A systematic audit of transparency and validation disclosure in commercial veterinary artificial intelligence.

Journal:
Frontiers in veterinary science
Year:
2026
Authors:
Brundage, David
Affiliation:
School of Veterinary Medicine · United States

Abstract

OBJECTIVE: To systematically identify the commercial market for clinical artificial intelligence (AI) products in veterinary medicine and audit their public documentation for transparency using a standardized, evidence-based instrument. METHODS: A cross-sectional systematic audit of commercial AI tools was completed via a multi-channel search. Inclusion criteria required commercially available products with explicit AI claims and clinical functionality; administrative and direct-to-consumer tools were excluded. Publicly available documentation was archived and evaluated using a 25-point framework adapted from FDA and GMLP guidelines to assess data provenance, validation, safety, and usability. RESULTS: Seventy-one AI products, available in the North American market were included, comprising Generative and Ambient (= 47), Diagnostic Imaging (= 19), and Specialized tools (= 5). The mean unweighted transparency score across the cohort was 6.4%. Notably, 63.3% (= 45) of vendors failed to disclose a single metric. Diagnostic Imaging tools achieved a higher mean risk-weighted transparency score (13.1%) compared to Generative and Ambient tools (1.8%). While 36.8% of imaging vendors provided peer-reviewed or internal validation evidence, only 2.1% of generative vendors did so. Only one vendor (1.4%) disclosed training data signalment (species, breed, age, sex) or subgroup performance.

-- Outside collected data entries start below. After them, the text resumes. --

//! Registry bindings: the values stored at host, process and service nodes

use super::handle::{Management, RemoteHandle};
use crate::error::CommunicationError;
use crate::proxy::ClusterService;
use async_trait::async_trait;
use chrono::{DateTime, Utc};
use serde::{Deserialize, Serialize};
use std::collections::HashMap;
use std::fmt;
use uuid::Uuid;

/// A deployed service instance as seen through its binding
#[async_trait]
pub trait ServiceInstance: ClusterService {
    /// Current lifecycle state as reported by the instance itself
    async fn check_state(&self) -> Result<ServiceState, CommunicationError>;
}

/// Lifecycle state of a service instance
#[derive(Debug, Clone, Copy, PartialEq, Eq, Hash, Serialize, Deserialize)]
pub enum ServiceState {
    NotInitialized,
    Open,
    DataSourceUnavailable,
    Failed,
    Closed,
    InitFailed,
}

impl ServiceState {
    /// Eligible for selection
    pub fn is_active(self) -> bool {
        matches!(self, ServiceState::Open | ServiceState::DataSourceUnavailable)
    }

    /// Terminal for this binding; a restart registers a new one
    pub fn is_bad(self) -> bool {
        matches!(
            self,
            ServiceState::Failed | ServiceState::Closed | ServiceState::InitFailed
        )
    }
}

impl fmt::Display for ServiceState {
    fn fmt(&self, f: &mut fmt::Formatter<'_>) -> fmt::Result {
        let name = match self {
            ServiceState::NotInitialized => "not-initialized",
            ServiceState::Open => "open",
            ServiceState::DataSourceUnavailable => "data-source-unavailable",
            ServiceState::Failed => "failed",
            ServiceState::Closed => "closed",
            ServiceState::InitFailed => "init-failed",
        };
        f.write_str(name)
    }
}

/// Globally unique service identifier. Carries the owning host and process
/// so a binding can be located without a search.
#[derive(Debug, Clone, PartialEq, Eq, Hash, PartialOrd, Ord, Serialize, Deserialize)]
pub struct ServiceId {
    pub host_name: String,
    pub process_name: String,
    pub id: Uuid,
}

impl ServiceId {
    pub fn new(host_name: impl Into<String>, process_name: impl Into<String>) -> Self {
        Self {
            host_name: host_name.into(),
            process_name: process_name.into(),
            id: Uuid::new_v4(),
        }
    }
}

impl fmt::Display for ServiceId {
    fn fmt(&self, f: &mut fmt::Formatter<'_>) -> fmt::Result {
        write!(f, "{}/{}/{}", self.host_name, self.process_name, self.id)
    }
}

#[derive(Debug, Clone, PartialEq)]
pub struct HostBinding {
    pub host_name: String,
    pub properties: HashMap<String, String>,
    pub management: RemoteHandle<dyn Management>,
}

impl HostBinding {
    pub fn new(host_name: impl Into<String>, management: RemoteHandle<dyn Management>) -> Self {
        Self {
            host_name: host_name.into(),
            properties: HashMap::new(),
            management,
        }
    }

    pub fn with_property(mut self, key: impl Into<String>, value: impl Into<String>) -> Self {
        self.properties.insert(key.into(), value.into());
        self
    }
}

#[derive(Debug, Clone, PartialEq)]
pub struct ProcessBinding {
    pub host_name: String,
    pub process_name: String,
    pub alive: bool,
    pub management: RemoteHandle<dyn Management>,
}

impl ProcessBinding {
    /// New bindings start alive
    pub fn new(
        host_name: impl Into<String>,
        process_name: impl Into<String>,
        management: RemoteHandle<dyn Management>,
    ) -> Self {
        Self {
            host_name: host_name.into(),
            process_name: process_name.into(),
            alive: true,
            management,
        }
    }

    pub fn with_alive(mut self, alive: bool) -> Self {
        self.alive = alive;
        self
    }
}

/// Binding for one deployed service instance
#[derive(Debug, Clone)]
pub struct ServiceRegistryBinding {
    service_id: ServiceId,
    service_type: String,
    instance_name: String,
    handle: RemoteHandle<dyn ServiceInstance>,
    state: ServiceState,
    state_changed_at: DateTime<Utc>,
    dirty: bool,
    essential: bool,
}

impl ServiceRegistryBinding {
    pub fn new(
        service_id: ServiceId,
        service_type: impl Into<String>,
        instance_name: impl Into<String>,
        handle: RemoteHandle<dyn ServiceInstance>,
    ) -> Self {
        Self {
            service_id,
            service_type: service_type.into(),
            instance_name: instance_name.into(),
            handle,
            state: ServiceState::NotInitialized,
            state_changed_at: Utc::now(),
            dirty: false,
            essential: false,
        }
    }

    pub fn with_state(mut self, state: ServiceState) -> Self {
        self.state = state;
        self
    }

    pub fn with_essential(mut self, essential: bool) -> Self {
        self.essential = essential;
        self
    }

    pub fn service_id(&self) -> &ServiceId {
        &self.service_id
    }

    pub fn service_type(&self) -> &str {
        &self.service_type
    }

    pub fn instance_name(&self) -> &str {
        &self.instance_name
    }

    pub fn host_name(&self) -> &str {
        &self.service_id.host_name
    }

    pub fn process_name(&self) -> &str {
        &self.service_id.process_name
    }

    pub fn handle(&self) -> &RemoteHandle<dyn ServiceInstance> {
        &self.handle
    }

    pub fn state(&self) -> ServiceState {
        self.state
    }

    pub fn state_changed_at(&self) -> DateTime<Utc> {
        self.state_changed_at
    }

    pub fn is_active(&self) -> bool {
        self.state.is_active()
    }

    pub fn is_bad(&self) -> bool {
        self.state.is_bad()
    }

    pub fn is_essential(&self) -> bool {
        self.essential
    }

    /// Changed since the registry last saw it
    pub fn is_dirty(&self) -> bool {
        self.dirty
    }

    pub fn clear_dirty(&mut self) {
        self.dirty = false;
    }

    /// Record a new state; marks the binding dirty when it differs
    pub fn set_state(&mut self, state: ServiceState) {
        if self.state != state {
            self.state = state;
            self.state_changed_at = Utc::now();
            self.dirty = true;
        }
    }

    /// Poll the instance for its state. An unreachable instance is failed.
    pub async fn check_state(&mut self) -> ServiceState {
        let polled = match self.handle.resolve() {
            Ok(instance) => instance.check_state().await,
            Err(e) => Err(e),
        };
        match polled {
            Ok(state) => self.set_state(state),
            Err(_) => {
                self.handle.invalidate();
                self.set_state(ServiceState::Failed);
            }
        }
        self.state
    }
}

/// Bindings are the same binding when id, type, name, handle and state match
impl PartialEq for ServiceRegistryBinding {
    fn eq(&self, other: &Self) -> bool {
        self.service_id == other.service_id
            && self.service_type == other.service_type
            && self.instance_name == other.instance_name
            && self.handle == other.handle
            && self.state == other.state
            && self.essential == other.essential
    }
}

CONCLUSIONS: The commercial veterinary AI market operates with systemic opacity. This audit reveals a significant "Transparency Gap"-a divergence where the sophisticated clinical capabilities marketed to veterinarians far exceed the publicly available evidence required to validate them. A significant gap exists between maturing imaging applications and unvalidated generative tools. The universal failure to report training demographics renders independent assessment of algorithmic bias impossible. CLINICAL RELEVANCE: Veterinarians currently bear the legal and ethical burden of validating AI tools without access to necessary performance data. The implementation of standardized transparency frameworks is urgently required to support evidence-based product selection and prevent patient harm from unvalidated technologies.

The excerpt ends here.